── Entries provided ──
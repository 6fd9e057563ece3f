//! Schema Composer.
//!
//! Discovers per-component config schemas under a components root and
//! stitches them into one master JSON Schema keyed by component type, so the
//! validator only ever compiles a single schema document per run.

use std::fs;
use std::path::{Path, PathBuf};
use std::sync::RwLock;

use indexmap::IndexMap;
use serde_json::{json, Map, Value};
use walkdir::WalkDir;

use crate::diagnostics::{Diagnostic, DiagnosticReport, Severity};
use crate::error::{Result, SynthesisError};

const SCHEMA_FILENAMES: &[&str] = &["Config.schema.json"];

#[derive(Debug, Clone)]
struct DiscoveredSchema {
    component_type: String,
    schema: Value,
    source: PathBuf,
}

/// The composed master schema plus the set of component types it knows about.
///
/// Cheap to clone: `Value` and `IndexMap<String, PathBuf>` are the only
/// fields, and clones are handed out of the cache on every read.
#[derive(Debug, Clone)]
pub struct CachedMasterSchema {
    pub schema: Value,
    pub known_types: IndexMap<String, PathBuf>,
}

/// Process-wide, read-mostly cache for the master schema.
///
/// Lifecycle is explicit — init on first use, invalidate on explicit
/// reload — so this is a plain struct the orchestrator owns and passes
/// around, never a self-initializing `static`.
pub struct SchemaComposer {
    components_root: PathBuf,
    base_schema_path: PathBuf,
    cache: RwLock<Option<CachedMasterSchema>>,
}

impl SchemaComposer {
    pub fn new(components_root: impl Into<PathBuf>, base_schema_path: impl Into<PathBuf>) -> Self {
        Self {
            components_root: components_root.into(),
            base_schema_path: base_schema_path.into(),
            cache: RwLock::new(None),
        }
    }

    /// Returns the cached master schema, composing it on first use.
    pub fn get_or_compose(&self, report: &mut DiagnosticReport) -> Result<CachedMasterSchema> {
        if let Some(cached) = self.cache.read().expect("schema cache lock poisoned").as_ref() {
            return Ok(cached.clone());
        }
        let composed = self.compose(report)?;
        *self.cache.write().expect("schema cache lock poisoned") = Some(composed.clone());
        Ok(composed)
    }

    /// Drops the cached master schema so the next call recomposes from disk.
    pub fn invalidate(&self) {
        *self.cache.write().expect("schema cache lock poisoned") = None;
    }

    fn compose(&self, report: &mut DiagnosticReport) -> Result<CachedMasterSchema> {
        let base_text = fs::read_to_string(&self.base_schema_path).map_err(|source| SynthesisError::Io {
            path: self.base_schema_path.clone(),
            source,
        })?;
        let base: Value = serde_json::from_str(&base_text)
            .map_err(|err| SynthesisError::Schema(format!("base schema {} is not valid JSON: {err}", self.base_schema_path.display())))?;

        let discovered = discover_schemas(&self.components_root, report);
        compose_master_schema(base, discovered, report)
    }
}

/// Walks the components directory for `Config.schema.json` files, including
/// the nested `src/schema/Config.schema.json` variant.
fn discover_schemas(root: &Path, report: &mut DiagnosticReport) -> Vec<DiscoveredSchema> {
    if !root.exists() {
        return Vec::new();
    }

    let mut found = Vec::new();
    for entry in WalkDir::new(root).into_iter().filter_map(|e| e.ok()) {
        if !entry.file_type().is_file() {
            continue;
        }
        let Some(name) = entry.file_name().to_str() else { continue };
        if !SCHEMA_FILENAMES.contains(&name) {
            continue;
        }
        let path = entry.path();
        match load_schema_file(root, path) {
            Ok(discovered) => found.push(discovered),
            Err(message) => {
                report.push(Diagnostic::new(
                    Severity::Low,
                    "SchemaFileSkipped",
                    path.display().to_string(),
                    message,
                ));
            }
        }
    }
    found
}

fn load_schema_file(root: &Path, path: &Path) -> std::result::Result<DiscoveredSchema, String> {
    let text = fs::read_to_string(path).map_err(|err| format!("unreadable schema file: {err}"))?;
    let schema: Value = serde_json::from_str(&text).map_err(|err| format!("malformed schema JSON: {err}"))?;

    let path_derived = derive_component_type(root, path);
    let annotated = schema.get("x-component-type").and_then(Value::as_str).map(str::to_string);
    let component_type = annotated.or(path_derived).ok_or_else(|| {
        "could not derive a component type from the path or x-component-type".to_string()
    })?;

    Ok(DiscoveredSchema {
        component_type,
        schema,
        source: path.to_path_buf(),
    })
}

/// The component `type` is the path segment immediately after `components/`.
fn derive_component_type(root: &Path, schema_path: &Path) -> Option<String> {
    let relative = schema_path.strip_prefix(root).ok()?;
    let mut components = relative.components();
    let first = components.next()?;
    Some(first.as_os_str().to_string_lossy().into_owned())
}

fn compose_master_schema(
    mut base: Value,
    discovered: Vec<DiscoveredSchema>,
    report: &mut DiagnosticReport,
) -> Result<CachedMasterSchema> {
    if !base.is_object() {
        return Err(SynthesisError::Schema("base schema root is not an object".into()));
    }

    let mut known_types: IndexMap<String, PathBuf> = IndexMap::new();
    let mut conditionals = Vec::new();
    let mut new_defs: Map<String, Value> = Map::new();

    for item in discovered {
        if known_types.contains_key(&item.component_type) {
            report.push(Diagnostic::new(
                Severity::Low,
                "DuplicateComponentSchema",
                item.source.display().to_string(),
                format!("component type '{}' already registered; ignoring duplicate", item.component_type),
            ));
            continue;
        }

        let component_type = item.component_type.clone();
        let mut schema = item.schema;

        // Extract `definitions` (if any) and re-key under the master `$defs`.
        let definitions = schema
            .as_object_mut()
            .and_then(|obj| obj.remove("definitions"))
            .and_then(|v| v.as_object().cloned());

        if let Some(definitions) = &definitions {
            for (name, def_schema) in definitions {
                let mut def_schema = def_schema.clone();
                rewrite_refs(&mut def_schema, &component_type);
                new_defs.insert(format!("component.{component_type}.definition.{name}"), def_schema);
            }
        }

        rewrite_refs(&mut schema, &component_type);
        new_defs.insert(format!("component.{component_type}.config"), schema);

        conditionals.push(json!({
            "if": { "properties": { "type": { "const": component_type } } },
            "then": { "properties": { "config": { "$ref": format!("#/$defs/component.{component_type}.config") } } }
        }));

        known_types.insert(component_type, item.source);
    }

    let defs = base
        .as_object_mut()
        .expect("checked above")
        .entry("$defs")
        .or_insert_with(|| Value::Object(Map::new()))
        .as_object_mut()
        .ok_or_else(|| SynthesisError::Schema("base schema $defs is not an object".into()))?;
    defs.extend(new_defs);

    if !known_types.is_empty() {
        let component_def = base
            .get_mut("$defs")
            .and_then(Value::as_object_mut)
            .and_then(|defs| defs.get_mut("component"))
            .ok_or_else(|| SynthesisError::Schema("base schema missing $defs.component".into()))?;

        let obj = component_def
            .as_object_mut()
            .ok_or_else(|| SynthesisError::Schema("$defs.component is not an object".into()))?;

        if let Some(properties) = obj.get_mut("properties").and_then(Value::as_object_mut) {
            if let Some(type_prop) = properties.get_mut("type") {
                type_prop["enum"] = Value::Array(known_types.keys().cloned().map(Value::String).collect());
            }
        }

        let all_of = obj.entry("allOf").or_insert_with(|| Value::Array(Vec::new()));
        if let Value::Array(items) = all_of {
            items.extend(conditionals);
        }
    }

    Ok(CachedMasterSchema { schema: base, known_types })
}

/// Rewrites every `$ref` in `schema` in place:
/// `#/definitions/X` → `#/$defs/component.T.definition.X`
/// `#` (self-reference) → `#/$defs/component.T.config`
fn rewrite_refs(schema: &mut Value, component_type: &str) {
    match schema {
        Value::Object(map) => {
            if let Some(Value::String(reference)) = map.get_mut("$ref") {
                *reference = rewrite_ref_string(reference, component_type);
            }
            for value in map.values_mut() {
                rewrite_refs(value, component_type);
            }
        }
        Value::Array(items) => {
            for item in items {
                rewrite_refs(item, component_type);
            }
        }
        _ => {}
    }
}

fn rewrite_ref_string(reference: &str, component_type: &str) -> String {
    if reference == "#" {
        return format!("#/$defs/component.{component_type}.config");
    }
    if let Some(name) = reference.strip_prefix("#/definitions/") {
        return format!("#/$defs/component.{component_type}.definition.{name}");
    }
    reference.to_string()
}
───
**Brief:**
Scan the data above and copy every line with "DiagnosticReport" in it.

**Answer to the exercise:**
use crate::diagnostics::{Diagnostic, DiagnosticReport, Severity};
    pub fn get_or_compose(&self, report: &mut DiagnosticReport) -> Result<CachedMasterSchema> {
    fn compose(&self, report: &mut DiagnosticReport) -> Result<CachedMasterSchema> {
fn discover_schemas(root: &Path, report: &mut DiagnosticReport) -> Vec<DiscoveredSchema> {
    report: &mut DiagnosticReport,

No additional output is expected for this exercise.